This column is about a Republican president, a Democratic governor, 40 state Democratic legislators, two citizens, and a left-handed primary.
The Republican president was paranoid about enemies. He confided in a loyal underling about the need to obtain information, which information was believed to be lodged in a major Democratic headquarters. With the underling in charge, the headquarters was broken into.
If you guessed the above was about Richard Nixon, you were only partially right. The book "J. Edgar Hoover" by Curt Gentry, who also wrote "Helter Skelter", tells the world about another president involved in a break-in.
On page 153, Gentry cites a 1983 book by Rutgers history professor Jeffrey M. Dorwart that reveals an event in the presidency of Herbert (no relation to J. Edgar) Hoover.
According to Gentry, the 1930 break-in was to occur at Democratic party headquarters in New York City, overseen by Lawrence Richey, personal secretary and longtime employee of the president prior to Hoover's becoming president.

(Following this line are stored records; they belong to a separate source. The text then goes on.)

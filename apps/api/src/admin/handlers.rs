use std::time::Duration;

use axum::{
    extract::{Query, State},
    http::header,
    response::IntoResponse,
    Json,
};
use axum_extra::extract::CookieJar;
use serde::{Deserialize, Serialize};
use tracing::{info, warn};

use crate::admin::export::{export_students, EXPORT_FILENAME, XLSX_CONTENT_TYPE};
use crate::admin::table::{Dashboard, DashboardQuery, DashboardView};
use crate::errors::AppError;
use crate::sessions::{new_token, session_cookie, AdminSession, Role, Session};
use crate::state::AppState;

#[derive(Deserialize)]
pub struct AdminCredentials {
    pub email: String,
    pub password: String,
}

#[derive(Serialize)]
pub struct AdminSignInResponse {
    pub token: String,
    pub email: String,
}

/// POST /api/v1/auth/admin
///
/// Email/password sign-in, then the allowlist check. Both must pass.
pub async fn handle_admin_sign_in(
    State(state): State<AppState>,
    jar: CookieJar,
    Json(credentials): Json<AdminCredentials>,
) -> Result<(CookieJar, Json<AdminSignInResponse>), AppError> {
    let identity = state
        .identity
        .sign_in_with_password(&credentials.email, &credentials.password)
        .await?;

    if !state.config.is_admin_email(&identity.email) {
        warn!("{} signed in but is not an admin", identity.email);
        return Err(AppError::Forbidden);
    }

    let email = identity.email.clone();
    let token = new_token();
    state
        .sessions
        .save(&token, &Session::new(identity, Role::Admin))
        .await?;
    info!("Admin {email} signed in");

    Ok((
        jar.add(session_cookie(&token)),
        Json(AdminSignInResponse { token, email }),
    ))
}

/// GET /Admin
pub async fn handle_dashboard(
    State(state): State<AppState>,
    _admin: AdminSession,
    Query(query): Query<DashboardQuery>,
) -> Result<Json<DashboardView>, AppError> {
    let records = state.records.list_all().await?;

    let mut dashboard = Dashboard::new(state.config.default_page_size);
    dashboard.load(records);
    dashboard.apply(query)?;
    Ok(Json(dashboard.view()))
}

/// GET /api/v1/admin/export
pub async fn handle_export(
    State(state): State<AppState>,
    AdminSession(admin): AdminSession,
) -> Result<impl IntoResponse, AppError> {
    let records = state.records.list_all().await?;
    let bytes = export_students(
        records,
        Duration::from_millis(state.config.export_min_delay_ms),
    )
    .await?;
    info!("Export downloaded by {}", admin.session.identity.email);

    Ok((
        [
            (header::CONTENT_TYPE, XLSX_CONTENT_TYPE.to_string()),
            (
                header::CONTENT_DISPOSITION,
                format!("attachment; filename=\"{EXPORT_FILENAME}\""),
            ),
        ],
        bytes,
    ))
}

"To conduct the break-in, Richey selected Glenn Howell, a Washington based naval intelligence officer (whose secret logbooks provided part of the documentation for Dorwart's account)...When Howell and his civilian assistant, Robert J. Peterkin broke into the Democratic headquarters, they were unable to find any such file."
And there was one other coincidence. Both Watergate and the New York break-ins occurred in June.
Gentry's book is worth reading, a documentary of the life of one of the most untrustworthy and powerful men in Washington while he lived (that's J. Edgar, not Herbert).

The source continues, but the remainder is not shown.